Why the Repository Pattern Fails for Legacy Databases Like Yours and What to Do About It
2020-02-13 15:11
Contents
- Introduction: A Classic Example (spot the flaw?)
- Implicit Architecture Rules
- The Unnecessary Abstraction
- Cutting Out the Middleman
- Your Data Sources Will Change...
Introduction: A Classic Example (spot the flaw?)
One of the hallmarks of creating a loosely coupled architecture is using the repository pattern to return data. Each model's repository is implemented from an interface, and that interface is injected into, typically, a service.
namespace Company.Domain.DomainModels
{
public class Customer
{
public int CustomerId {get; set;}
public string Name {get; set;}
}
}
namespace Company.Domain.DataInterfaces
{
public interface IRepository<T> where T: class
{
T Single(Expression<Func<T, bool> where);
IEnumerable<T> Many(Expression<Func<T, bool> where);
}
}
The concrete implementation, using Entity Framework 6.
namespace Company.Data
public class CustomerRepository: IRepository<Customer>
{
CompanyDbContext _context = new CompanyDbContext();
Customer Single(Expression<Func<Customer, bool> where)
{
return _context.Customers.SingleOrDefault(where);
}
IEnumerable<Customer> Many(Expression<Func<Customer, bool> where)
{
return _context.Customers.Where(where);
}
}
}
The concrete customer service with the repository interface injected.

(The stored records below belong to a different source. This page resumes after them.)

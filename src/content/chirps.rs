use rusqlite::{params, Connection, OptionalExtension};
use serde::Serialize;

use crate::content::media_for;
use crate::db::models::{snippet_columns, Chirp, StoredMedia, UserSnippet};
use crate::db::{new_id, now_timestamp};
use crate::error::{AppError, AppResult};

pub const MAX_CHIRP_LEN: usize = 280;
pub const MAX_MEDIA_PER_CHIRP: usize = 4;

/// Trim and length-check chirp text. Blank text is only allowed when
/// `required` is false (rechirp captions), in which case it becomes "".
pub fn validate_content(raw: Option<&str>, required: bool) -> AppResult<String> {
    let content = raw.map(str::trim).unwrap_or_default();
    if content.is_empty() && required {
        return Err(AppError::BadRequest("Chirp content is required".into()));
    }
    if content.chars().count() > MAX_CHIRP_LEN {
        return Err(AppError::BadRequest(format!(
            "Chirp cannot exceed {} characters",
            MAX_CHIRP_LEN
        )));
    }
    Ok(content.to_string())
}

pub fn find(conn: &Connection, id: &str) -> AppResult<Option<Chirp>> {
    let chirp = conn
        .query_row(
            "SELECT id, author_id, content, original_id, is_rechirp, created_at
             FROM chirps WHERE id = ?1",
            params![id],
            |row| {
                Ok(Chirp {
                    id: row.get(0)?,
                    author_id: row.get(1)?,
                    content: row.get(2)?,
                    media: Vec::new(),
                    original_id: row.get(3)?,
                    is_rechirp: row.get(4)?,
                    created_at: row.get(5)?,
                })
            },
        )
        .optional()?;

    match chirp {
        Some(mut chirp) => {
            chirp.media = media_for(conn, std::slice::from_ref(&chirp.id))?
                .remove(&chirp.id)
                .unwrap_or_default();
            Ok(Some(chirp))
        }
        None => Ok(None),
    }
}

pub fn require(conn: &Connection, id: &str) -> AppResult<Chirp> {
    find(conn, id)?.ok_or_else(|| AppError::NotFound("Chirp not found".into()))
}

/// Insert an original chirp together with its already-uploaded media.
pub fn create(
    conn: &Connection,
    author_id: &str,
    content: &str,
    media: &[StoredMedia],
) -> AppResult<Chirp> {
    let id = new_id();
    let tx = conn.unchecked_transaction()?;
    tx.execute(
        "INSERT INTO chirps (id, author_id, content, is_rechirp, created_at)
         VALUES (?1, ?2, ?3, 0, ?4)",
        params![id, author_id, content, now_timestamp()],
    )?;
    for (position, m) in media.iter().enumerate() {
        tx.execute(
            "INSERT INTO chirp_media (chirp_id, position, name, kind, url, storage_id)
             VALUES (?1, ?2, ?3, ?4, ?5, ?6)",
            params![id, position as i64, m.name, m.kind.as_str(), m.url, m.storage_id],
        )?;
    }
    tx.commit()?;

    require(conn, &id)
}

#[derive(Debug)]
pub enum RechirpOutcome {
    Created(Chirp),
    Removed,
}

/// Rechirp toggle. The target is resolved to its ultimate original first,
/// so a rechirp never points at another rechirp.
pub fn toggle_rechirp(
    conn: &Connection,
    user_id: &str,
    target_id: &str,
    caption: Option<&str>,
) -> AppResult<RechirpOutcome> {
    let target = require(conn, target_id)?;
    let original_id = match (target.is_rechirp, target.original_id) {
        (false, _) => target.id,
        (true, Some(original_id)) => original_id,
        // The rechirp outlived its original; there is nothing left to share.
        (true, None) => return Err(AppError::NotFound("Original chirp not found".into())),
    };

    let removed = conn.execute(
        "DELETE FROM chirps WHERE author_id = ?1 AND original_id = ?2",
        params![user_id, original_id],
    )?;
    if removed > 0 {
        return Ok(RechirpOutcome::Removed);
    }

    let caption = validate_content(caption, false)?;
    let id = new_id();
    let inserted = conn.execute(
        "INSERT OR IGNORE INTO chirps (id, author_id, content, original_id, is_rechirp, created_at)
         VALUES (?1, ?2, ?3, ?4, 1, ?5)",
        params![id, user_id, caption, original_id, now_timestamp()],
    )?;

    if inserted == 0 {
        // A concurrent request created the rechirp first; report that one.
        let existing: String = conn.query_row(
            "SELECT id FROM chirps WHERE author_id = ?1 AND original_id = ?2",
            params![user_id, original_id],
            |r| r.get(0),
        )?;
        return Ok(RechirpOutcome::Created(require(conn, &existing)?));
    }

    Ok(RechirpOutcome::Created(require(conn, &id)?))
}

#[derive(Debug, Clone, Serialize)]
#[serde(rename_all = "camelCase")]
pub struct LikeState {
    pub chirp_id: String,
    pub total_likes: i64,
    pub liked_by_me: bool,
    pub liked_users: Vec<UserSnippet>,
}

/// Like toggle: delete-first, else insert-or-ignore against the (chirp, user) key.
pub fn toggle_like(conn: &Connection, user_id: &str, chirp_id: &str) -> AppResult<LikeState> {
    require(conn, chirp_id)?;

    let removed = conn.execute(
        "DELETE FROM likes WHERE chirp_id = ?1 AND user_id = ?2",
        params![chirp_id, user_id],
    )?;
    if removed == 0 {
        conn.execute(
            "INSERT OR IGNORE INTO likes (chirp_id, user_id, created_at) VALUES (?1, ?2, ?3)",
            params![chirp_id, user_id, now_timestamp()],
        )?;
    }

    let liked_users = liked_by(conn, chirp_id)?;
    Ok(LikeState {
        chirp_id: chirp_id.to_string(),
        total_likes: liked_users.len() as i64,
        liked_by_me: removed == 0,
        liked_users,
    })
}

pub fn likes_count(conn: &Connection, chirp_id: &str) -> AppResult<i64> {
    Ok(conn.query_row(
        "SELECT COUNT(*) FROM likes WHERE chirp_id = ?1",
        params![chirp_id],
        |r| r.get(0),
    )?)
}

fn liked_by(conn: &Connection, chirp_id: &str) -> AppResult<Vec<UserSnippet>> {
    let sql = format!(
        "SELECT {} FROM likes l JOIN users u ON u.id = l.user_id
         WHERE l.chirp_id = ?1 ORDER BY l.created_at ASC",
        snippet_columns("u")
    );
    let mut stmt = conn.prepare(&sql)?;
    let users = stmt
        .query_map(params![chirp_id], |row| UserSnippet::from_columns(row, 0))?
        .collect::<Result<Vec<_>, _>>()?;
    Ok(users)
}

#[derive(Debug, Default)]
pub struct DeletedChirp {
    pub was_rechirp: bool,
    /// External media to remove now that nothing references it.
    pub storage_ids: Vec<String>,
    pub comments_removed: usize,
}

/// Delete a chirp owned by `requester_id`.
///
/// A rechirp only loses its own record. An original loses its comments,
/// likes and media rows in one transaction; rechirps of it by other users
/// stay and lose their reference. The caller removes the returned storage
/// ids from the media store.
pub fn delete(conn: &Connection, requester_id: &str, chirp_id: &str) -> AppResult<DeletedChirp> {
    let chirp = require(conn, chirp_id)?;
    if chirp.author_id != requester_id {
        return Err(AppError::Forbidden(
            "You're not authorized to delete this chirp".into(),
        ));
    }

    if chirp.is_rechirp {
        conn.execute("DELETE FROM chirps WHERE id = ?1", params![chirp.id])?;
        return Ok(DeletedChirp {
            was_rechirp: true,
            ..Default::default()
        });
    }

    let tx = conn.unchecked_transaction()?;
    let comments_removed =
        tx.execute("DELETE FROM comments WHERE chirp_id = ?1", params![chirp.id])?;
    tx.execute("DELETE FROM chirps WHERE id = ?1", params![chirp.id])?;
    tx.commit()?;

    Ok(DeletedChirp {
        was_rechirp: false,
        storage_ids: chirp.media.into_iter().map(|m| m.storage_id).collect(),
        comments_removed,
    })
}


#[cfg(test)]
mod tests {
    use super::testing::*;
    use super::*;
    use crate::accounts::testing::{avatar, seed_user};
    use crate::content::comments;
    use crate::db::test_connection;

    #[test]
    fn content_rules() {
        assert!(validate_content(None, true).is_err());
        assert!(validate_content(Some("   "), true).is_err());
        assert_eq!(validate_content(Some(" hi "), true).unwrap(), "hi");
        assert_eq!(validate_content(None, false).unwrap(), "");
        assert!(validate_content(Some(&"é".repeat(280)), true).is_ok());
        assert!(validate_content(Some(&"x".repeat(281)), false).is_err());
    }

    #[test]
    fn create_keeps_media_order() {
        let conn = test_connection();
        let a = seed_user(&conn, "a");
        let media = vec![avatar("one"), avatar("two"), avatar("three")];
        let chirp = create(&conn, &a.id, "hello", &media).unwrap();
        let names: Vec<_> = chirp.media.iter().map(|m| m.name.as_str()).collect();
        assert_eq!(names, ["one.png", "two.png", "three.png"]);
        assert!(!chirp.is_rechirp);
    }

    #[test]
    fn like_then_unlike() {
        let conn = test_connection();
        let a = seed_user(&conn, "a");
        let b = seed_user(&conn, "b");
        let p1 = seed_chirp(&conn, &a.id, "hello");

        let liked = toggle_like(&conn, &b.id, &p1.id).unwrap();
        assert_eq!(liked.total_likes, 1);
        assert!(liked.liked_by_me);
        assert_eq!(liked.liked_users[0].username, "b");

        let unliked = toggle_like(&conn, &b.id, &p1.id).unwrap();
        assert_eq!(unliked.total_likes, 0);
        assert!(!unliked.liked_by_me);
        assert_eq!(likes_count(&conn, &p1.id).unwrap(), 0);
    }

    #[test]
    fn like_missing_chirp_is_404() {
        let conn = test_connection();
        let a = seed_user(&conn, "a");
        assert!(matches!(
            toggle_like(&conn, &a.id, "nope").unwrap_err(),
            AppError::NotFound(_)
        ));
    }

    #[test]
    fn rechirp_of_rechirp_points_at_original() {
        let conn = test_connection();
        let a = seed_user(&conn, "a");
        let b = seed_user(&conn, "b");
        let c = seed_user(&conn, "c");
        let original = seed_chirp(&conn, &a.id, "root");

        let RechirpOutcome::Created(b_share) =
            toggle_rechirp(&conn, &b.id, &original.id, None).unwrap()
        else {
            panic!("expected created");
        };
        let RechirpOutcome::Created(c_share) =
            toggle_rechirp(&conn, &c.id, &b_share.id, Some("look")).unwrap()
        else {
            panic!("expected created");
        };

        assert_eq!(b_share.original_id.as_deref(), Some(original.id.as_str()));
        assert_eq!(c_share.original_id.as_deref(), Some(original.id.as_str()));
        assert_eq!(c_share.content, "look");
        assert!(c_share.is_rechirp);
    }

    #[test]
    fn rechirp_toggle_twice_leaves_nothing() {
        let conn = test_connection();
        let a = seed_user(&conn, "a");
        let b = seed_user(&conn, "b");
        let original = seed_chirp(&conn, &a.id, "root");

        let RechirpOutcome::Created(share) =
            toggle_rechirp(&conn, &b.id, &original.id, None).unwrap()
        else {
            panic!("expected created");
        };
        // Toggling through the rechirp itself undoes it too
        assert!(matches!(
            toggle_rechirp(&conn, &b.id, &share.id, None).unwrap(),
            RechirpOutcome::Removed
        ));
        let count: i64 = conn
            .query_row("SELECT COUNT(*) FROM chirps WHERE is_rechirp = 1", [], |r| r.get(0))
            .unwrap();
        assert_eq!(count, 0);
    }

    #[test]
    fn only_author_may_delete() {
        let conn = test_connection();
        let a = seed_user(&conn, "a");
        let b = seed_user(&conn, "b");
        let chirp = seed_chirp(&conn, &a.id, "mine");
        assert!(matches!(
            delete(&conn, &b.id, &chirp.id).unwrap_err(),
            AppError::Forbidden(_)
        ));
        assert!(matches!(
            delete(&conn, &a.id, "missing").unwrap_err(),
            AppError::NotFound(_)
        ));
    }

    #[test]
    fn deleting_original_removes_comments_and_returns_media() {
        let conn = test_connection();
        let a = seed_user(&conn, "a");
        let b = seed_user(&conn, "b");
        let chirp = create(&conn, &a.id, "pics", &[avatar("p1"), avatar("p2")]).unwrap();
        for i in 0..3 {
            comments::add(&conn, &b.id, &chirp.id, Some(&format!("c{i}"))).unwrap();
        }
        toggle_like(&conn, &b.id, &chirp.id).unwrap();

        let deleted = delete(&conn, &a.id, &chirp.id).unwrap();
        assert!(!deleted.was_rechirp);
        assert_eq!(deleted.comments_removed, 3);
        assert_eq!(deleted.storage_ids, ["chirp-media/p1", "chirp-media/p2"]);

        let leftovers: i64 = conn
            .query_row(
                "SELECT (SELECT COUNT(*) FROM comments) + (SELECT COUNT(*) FROM likes)
                      + (SELECT COUNT(*) FROM chirps) + (SELECT COUNT(*) FROM chirp_media)",
                [],
                |r| r.get(0),
            )
            .unwrap();
        assert_eq!(leftovers, 0);
    }

    #[test]
    fn rechirps_by_others_survive_the_original() {
        let conn = test_connection();
        let a = seed_user(&conn, "a");
        let b = seed_user(&conn, "b");
        let c = seed_user(&conn, "c");
        let original = seed_chirp(&conn, &a.id, "root");
        let RechirpOutcome::Created(share) =
            toggle_rechirp(&conn, &b.id, &original.id, Some("my caption")).unwrap()
        else {
            panic!("expected created");
        };
        comments::add(&conn, &a.id, &share.id, Some("on the rechirp")).unwrap();
        toggle_like(&conn, &a.id, &share.id).unwrap();

        delete(&conn, &a.id, &original.id).unwrap();

        let kept = find(&conn, &share.id).unwrap().unwrap();
        assert!(kept.is_rechirp);
        assert_eq!(kept.original_id, None);
        assert_eq!(kept.content, "my caption");
        assert_eq!(comments::count_for(&conn, &share.id).unwrap(), 1);
        assert_eq!(likes_count(&conn, &share.id).unwrap(), 1);

        // Nothing left to rechirp through it
        assert!(matches!(
            toggle_rechirp(&conn, &c.id, &share.id, None).unwrap_err(),
            AppError::NotFound(_)
        ));

        // Its author can still remove it
        assert!(delete(&conn, &b.id, &share.id).unwrap().was_rechirp);
        assert!(find(&conn, &share.id).unwrap().is_none());
    }

    #[test]
    fn deleting_rechirp_keeps_original_comments() {
        let conn = test_connection();
        let a = seed_user(&conn, "a");
        let b = seed_user(&conn, "b");
        let original = seed_chirp(&conn, &a.id, "root");
        comments::add(&conn, &a.id, &original.id, Some("first")).unwrap();
        comments::add(&conn, &b.id, &original.id, Some("second")).unwrap();
        let RechirpOutcome::Created(share) =
            toggle_rechirp(&conn, &b.id, &original.id, None).unwrap()
        else {
            panic!("expected created");
        };

        let deleted = delete(&conn, &b.id, &share.id).unwrap();
        assert!(deleted.was_rechirp);
        assert_eq!(deleted.comments_removed, 0);
        assert!(deleted.storage_ids.is_empty());
        assert!(find(&conn, &original.id).unwrap().is_some());
        assert_eq!(comments::count_for(&conn, &original.id).unwrap(), 2);
    }
}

namespace Company.Services
{
public class CustomerService: ICustomerService
{
IRepository<Customer> _customerRepository;
public CustomerService(IRepository<Customer> customerRepository)
{
_customerRepository = customerRepository
}
public Customer GetCustomer(int id)
{
return _customerRepository.Single(a => a.CustomerId == id);
}
public List<Customers> GetCustomers(Expression<Func<Customer, bool>> where)
{
return _customerRepository.Many(where);
}
}
}
A unit test. (Note this is a lousy unit test because it's "testing" a data passthrough, but it illustrates the point.)
using XUnit;
using NSubstitute;
using FluentAssertions;
namespace Company.Tests
{
public class CustomerService_Should
{
[Fact]
public void Return_one_customer()
{
int id = 1;
Customer expected = new Customer() {CustomerId = 1;}
var customerRepository = Substitute.For<IRepository<Customer>>();
var customerService = new CustomerService(customerRepository);
customerRepository.Single((a => a.CustomerId == id).Returns(expected);
var result = customerService.GetCustomer(id);
result.Should().BeEquivalentTo(expected);
}
}
}
The namespaces indicate where in the Onion Architecture the classes belong.
- Core:
Customer
represents a company customer. It has no behavior. - Core: IRepository is our generic standard for getting data. By injecting this standard into services, we can swap out the database by simply implementing it in a new concrete repository.
- Core: ICustomerService is our contract for what a CustomerService should implement
- Data: CustomerRepository is the concrete instance that will return models from the database.
- Service: CustomerService is the concrete instance that returns models to the client.
Hint The flaw with the repository pattern is #2 and #4.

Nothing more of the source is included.